Repeat each entry below without omitting a single word.

* _Recorded data_:
· · · · · · ·

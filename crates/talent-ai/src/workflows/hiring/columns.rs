use std::collections::BTreeMap;

use serde::{Deserialize, Serialize};

use super::domain::{AiSuggestion, ApplicantRecord, Stage, UserId};
use super::pipeline::Pipeline;
use super::selection::SelectionSet;

/// Per-column filter. Unset fields let every applicant through.
#[derive(Debug, Clone, Default, PartialEq, Eq, Serialize, Deserialize)]
pub struct ColumnFilter {
    #[serde(default)]
    pub min_score: Option<u8>,
    #[serde(default)]
    pub required_skills: Vec<String>,
}

impl ColumnFilter {
    pub fn is_active(&self) -> bool {
        self.active_count() > 0
    }

    /// Number of active criteria, as shown on the column's filter badge.
    pub fn active_count(&self) -> usize {
        self.required_skills.len() + usize::from(self.min_score.is_some())
    }

    pub fn admits(&self, record: &ApplicantRecord) -> bool {
        let score_ok = match self.min_score {
            None => true,
            Some(minimum) => record.fit_score().is_some_and(|score| score >= minimum),
        };
        let skills_ok = self.required_skills.is_empty()
            || record.ai_analysis.as_ref().is_some_and(|analysis| {
                self.required_skills
                    .iter()
                    .all(|skill| analysis.has_evidence_for(skill))
            });
        score_ok && skills_ok
    }
}

#[derive(Debug, Clone, Copy, PartialEq, Eq, Serialize, Deserialize)]
#[serde(rename_all = "snake_case")]
pub enum SortOrder {
    Asc,
    Desc,
}

impl SortOrder {
    /// Next state of the column's sort toggle: unsorted and ascending both go to descending.
    pub fn toggled(current: Option<SortOrder>) -> SortOrder {
        match current {
            Some(SortOrder::Desc) => SortOrder::Asc,
            None | Some(SortOrder::Asc) => SortOrder::Desc,
        }
    }
}

#[derive(Debug, Clone, Default, PartialEq, Eq, Serialize, Deserialize)]
pub struct ColumnState {
    pub filter: ColumnFilter,
    pub sort: Option<SortOrder>,
}

/// Filter and sort state for every column of one job, each column independent of the others.
#[derive(Debug, Clone, Default, PartialEq, Eq)]
pub struct ColumnBoard {
    columns: BTreeMap<Stage, ColumnState>,
}

impl ColumnBoard {
    pub fn new() -> Self {
        Self::default()
    }

    pub fn state(&self, stage: &Stage) -> ColumnState {
        self.columns.get(stage).cloned().unwrap_or_default()
    }

    pub fn toggle_sort(&mut self, stage: &Stage) -> SortOrder {
        let state = self.columns.entry(stage.clone()).or_default();
        let next = SortOrder::toggled(state.sort);
        state.sort = Some(next);
        next
    }

    pub fn set_filter(&mut self, stage: &Stage, filter: ColumnFilter) {
        self.columns.entry(stage.clone()).or_default().filter = filter;
    }

    pub fn clear_filter(&mut self, stage: &Stage) {
        if let Some(state) = self.columns.get_mut(stage) {
            state.filter = ColumnFilter::default();
        }
    }
}

/// Applicants in `stage` that pass `filter`, stably ordered by fit score when `sort` is set.
pub fn view_column(
    records: &[ApplicantRecord],
    stage: &Stage,
    filter: &ColumnFilter,
    sort: Option<SortOrder>,
) -> Vec<ApplicantRecord> {
    let mut column: Vec<ApplicantRecord> = records
        .iter()
        .filter(|record| &record.status == stage && filter.admits(record))
        .cloned()
        .collect();

    if let Some(order) = sort {
        // `sort_by_key` is stable, so equal scores keep application order.
        match order {
            SortOrder::Asc => column.sort_by_key(|record| record.fit_score().unwrap_or(0)),
            SortOrder::Desc => column.sort_by_key(|record| {
                std::cmp::Reverse(record.fit_score().unwrap_or(0))
            }),
        }
    }
    column
}

/// Rounded mean fit score of the scored applicants in `stage`; 0 when nobody is scored.
pub fn average_fit_score(records: &[ApplicantRecord], stage: &Stage) -> u8 {
    let scores: Vec<u32> = records
        .iter()
        .filter(|record| &record.status == stage)
        .filter_map(|record| record.fit_score().map(u32::from))
        .collect();
    if scores.is_empty() {
        return 0;
    }
    let mean = scores.iter().sum::<u32>() as f64 / scores.len() as f64;
    mean.round() as u8
}

/// Compact applicant summary rendered on a board card.
#[derive(Debug, Clone, PartialEq, Eq, Serialize)]
pub struct ApplicantCard {
    pub user_id: UserId,
    pub status: Stage,
    pub rating: u8,
    #[serde(skip_serializing_if = "Option::is_none")]
    pub fit_score: Option<u8>,
    #[serde(skip_serializing_if = "Option::is_none")]
    pub ai_suggestion: Option<AiSuggestion>,
    pub has_been_reviewed: bool,
    pub interview_scheduled: bool,
    pub analysis_pending: bool,
    pub selected: bool,
}

impl ApplicantCard {
    pub fn from_record(record: &ApplicantRecord, selection: &SelectionSet) -> Self {
        Self {
            user_id: record.user_id.clone(),
            status: record.status.clone(),
            rating: record.rating,
            fit_score: record.fit_score(),
            ai_suggestion: record.ai_suggestion,
            has_been_reviewed: record.has_been_reviewed,
            interview_scheduled: record.scheduled_interview.is_some(),
            analysis_pending: record.analysis_pending(),
            selected: selection.is_selected(&record.user_id),
        }
    }
}

/// Rendered column: the filtered, sorted cards plus header metadata.
#[derive(Debug, Clone, PartialEq, Eq, Serialize)]
pub struct ColumnView {
    pub stage: Stage,
    pub terminal: bool,
    pub applicants: Vec<ApplicantCard>,
    /// Applicants in the stage before filtering.
    pub total: usize,
    pub average_fit_score: u8,
    pub unreviewed: usize,
    pub active_filters: usize,
    #[serde(skip_serializing_if = "Option::is_none")]
    pub sort: Option<SortOrder>,
    pub all_selected: bool,
}

impl ColumnView {
    pub fn build(
        records: &[ApplicantRecord],
        stage: &Stage,
        terminal: bool,
        state: &ColumnState,
        selection: &SelectionSet,
    ) -> Self {
        let visible = view_column(records, stage, &state.filter, state.sort);
        let visible_ids: Vec<UserId> = visible.iter().map(|r| r.user_id.clone()).collect();
        let in_stage = records.iter().filter(|record| &record.status == stage);

        Self {
            stage: stage.clone(),
            terminal,
            applicants: visible
                .iter()
                .map(|record| ApplicantCard::from_record(record, selection))
                .collect(),
            total: in_stage.clone().count(),
            average_fit_score: average_fit_score(records, stage),
            unreviewed: in_stage.filter(|record| !record.has_been_reviewed).count(),
            active_filters: state.filter.active_count(),
            sort: state.sort,
            all_selected: selection.all_selected(&visible_ids),
        }
    }
}

/// Every column of a job's board in display order.
pub fn board_view(
    pipeline: &Pipeline,
    records: &[ApplicantRecord],
    board: &ColumnBoard,
    selection: &SelectionSet,
) -> Vec<ColumnView> {
    pipeline
        .stages
        .iter()
        .map(|stage| (stage, false))
        .chain(pipeline.terminal.iter().map(|stage| (stage, true)))
        .map(|(stage, terminal)| {
            ColumnView::build(records, stage, terminal, &board.state(stage), selection)
        })
        .collect()
}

· · · · · · ·

* _Written solution_:
filename crates/talent-ai/src/workflows/hiring/columns.rs
use std::collections::BTreeMap;

use serde::{Deserialize, Serialize};

use super::domain::{AiSuggestion, ApplicantRecord, Stage, UserId};
use super::pipeline::Pipeline;
use super::selection::SelectionSet;

/// Per-column filter. Unset fields let every applicant through.
#[derive(Debug, Clone, Default, PartialEq, Eq, Serialize, Deserialize)]
pub struct ColumnFilter {
    #[serde(default)]
    pub min_score: Option<u8>,
    #[serde(default)]
    pub required_skills: Vec<String>,
}

impl ColumnFilter {
    pub fn is_active(&self) -> bool {
        self.active_count() > 0
    }

    /// Number of active criteria, as shown on the column's filter badge.
    pub fn active_count(&self) -> usize {
        self.required_skills.len() + usize::from(self.min_score.is_some())
    }

    pub fn admits(&self, record: &ApplicantRecord) -> bool {
        let score_ok = match self.min_score {
            None => true,
            Some(minimum) => record.fit_score().is_some_and(|score| score >= minimum),
        };
        let skills_ok = self.required_skills.is_empty()
            || record.ai_analysis.as_ref().is_some_and(|analysis| {
                self.required_skills
                    .iter()
                    .all(|skill| analysis.has_evidence_for(skill))
            });
        score_ok && skills_ok
    }
}

#[derive(Debug, Clone, Copy, PartialEq, Eq, Serialize, Deserialize)]
#[serde(rename_all = "snake_case")]
pub enum SortOrder {
    Asc,
    Desc,
}

impl SortOrder {
    /// Next state of the column's sort toggle: unsorted and ascending both go to descending.
    pub fn toggled(current: Option<SortOrder>) -> SortOrder {
        match current {
            Some(SortOrder::Desc) => SortOrder::Asc,
            None | Some(SortOrder::Asc) => SortOrder::Desc,
        }
    }
}

#[derive(Debug, Clone, Default, PartialEq, Eq, Serialize, Deserialize)]
pub struct ColumnState {
    pub filter: ColumnFilter,
    pub sort: Option<SortOrder>,
}

/// Filter and sort state for every column of one job, each column independent of the others.
#[derive(Debug, Clone, Default, PartialEq, Eq)]
pub struct ColumnBoard {
    columns: BTreeMap<Stage, ColumnState>,
}

impl ColumnBoard {
    pub fn new() -> Self {
        Self::default()
    }

    pub fn state(&self, stage: &Stage) -> ColumnState {
        self.columns.get(stage).cloned().unwrap_or_default()
    }

    pub fn toggle_sort(&mut self, stage: &Stage) -> SortOrder {
        let state = self.columns.entry(stage.clone()).or_default();
        let next = SortOrder::toggled(state.sort);
        state.sort = Some(next);
        next
    }

    pub fn set_filter(&mut self, stage: &Stage, filter: ColumnFilter) {
        self.columns.entry(stage.clone()).or_default().filter = filter;
    }

    pub fn clear_filter(&mut self, stage: &Stage) {
        if let Some(state) = self.columns.get_mut(stage) {
            state.filter = ColumnFilter::default();
        }
    }
}

/// Applicants in `stage` that pass `filter`, stably ordered by fit score when `sort` is set.
pub fn view_column(
    records: &[ApplicantRecord],
    stage: &Stage,
    filter: &ColumnFilter,
    sort: Option<SortOrder>,
) -> Vec<ApplicantRecord> {
    let mut column: Vec<ApplicantRecord> = records
        .iter()
        .filter(|record| &record.status == stage && filter.admits(record))
        .cloned()
        .collect();

    if let Some(order) = sort {
        // `sort_by_key` is stable, so equal scores keep application order.
        match order {
            SortOrder::Asc => column.sort_by_key(|record| record.fit_score().unwrap_or(0)),
            SortOrder::Desc => column.sort_by_key(|record| {
                std::cmp::Reverse(record.fit_score().unwrap_or(0))
            }),
        }
    }
    column
}

/// Rounded mean fit score of the scored applicants in `stage`; 0 when nobody is scored.
pub fn average_fit_score(records: &[ApplicantRecord], stage: &Stage) -> u8 {
    let scores: Vec<u32> = records
        .iter()
        .filter(|record| &record.status == stage)
        .filter_map(|record| record.fit_score().map(u32::from))
        .collect();
    if scores.is_empty() {
        return 0;
    }
    let mean = scores.iter().sum::<u32>() as f64 / scores.len() as f64;
    mean.round() as u8
}

/// Compact applicant summary rendered on a board card.
#[derive(Debug, Clone, PartialEq, Eq, Serialize)]
pub struct ApplicantCard {
    pub user_id: UserId,
    pub status: Stage,
    pub rating: u8,
    #[serde(skip_serializing_if = "Option::is_none")]
    pub fit_score: Option<u8>,
    #[serde(skip_serializing_if = "Option::is_none")]
    pub ai_suggestion: Option<AiSuggestion>,
    pub has_been_reviewed: bool,
    pub interview_scheduled: bool,
    pub analysis_pending: bool,
    pub selected: bool,
}

impl ApplicantCard {
    pub fn from_record(record: &ApplicantRecord, selection: &SelectionSet) -> Self {
        Self {
            user_id: record.user_id.clone(),
            status: record.status.clone(),
            rating: record.rating,
            fit_score: record.fit_score(),
            ai_suggestion: record.ai_suggestion,
            has_been_reviewed: record.has_been_reviewed,
            interview_scheduled: record.scheduled_interview.is_some(),
            analysis_pending: record.analysis_pending(),
            selected: selection.is_selected(&record.user_id),
        }
    }
}

/// Rendered column: the filtered, sorted cards plus header metadata.
#[derive(Debug, Clone, PartialEq, Eq, Serialize)]
pub struct ColumnView {
    pub stage: Stage,
    pub terminal: bool,
    pub applicants: Vec<ApplicantCard>,
    /// Applicants in the stage before filtering.
    pub total: usize,
    pub average_fit_score: u8,
    pub unreviewed: usize,
    pub active_filters: usize,
    #[serde(skip_serializing_if = "Option::is_none")]
    pub sort: Option<SortOrder>,
    pub all_selected: bool,
}

impl ColumnView {
    pub fn build(
        records: &[ApplicantRecord],
        stage: &Stage,
        terminal: bool,
        state: &ColumnState,
        selection: &SelectionSet,
    ) -> Self {
        let visible = view_column(records, stage, &state.filter, state.sort);
        let visible_ids: Vec<UserId> = visible.iter().map(|r| r.user_id.clone()).collect();
        let in_stage = records.iter().filter(|record| &record.status == stage);

        Self {
            stage: stage.clone(),
            terminal,
            applicants: visible
                .iter()
                .map(|record| ApplicantCard::from_record(record, selection))
                .collect(),
            total: in_stage.clone().count(),
            average_fit_score: average_fit_score(records, stage),
            unreviewed: in_stage.filter(|record| !record.has_been_reviewed).count(),
            active_filters: state.filter.active_count(),
            sort: state.sort,
            all_selected: selection.all_selected(&visible_ids),
        }
    }
}

/// Every column of a job's board in display order.
pub fn board_view(
    pipeline: &Pipeline,
    records: &[ApplicantRecord],
    board: &ColumnBoard,
    selection: &SelectionSet,
) -> Vec<ColumnView> {
    pipeline
        .stages
        .iter()
        .map(|stage| (stage, false))
        .chain(pipeline.terminal.iter().map(|stage| (stage, true)))
        .map(|(stage, terminal)| {
            ColumnView::build(records, stage, terminal, &board.state(stage), selection)
        })
        .collect()
}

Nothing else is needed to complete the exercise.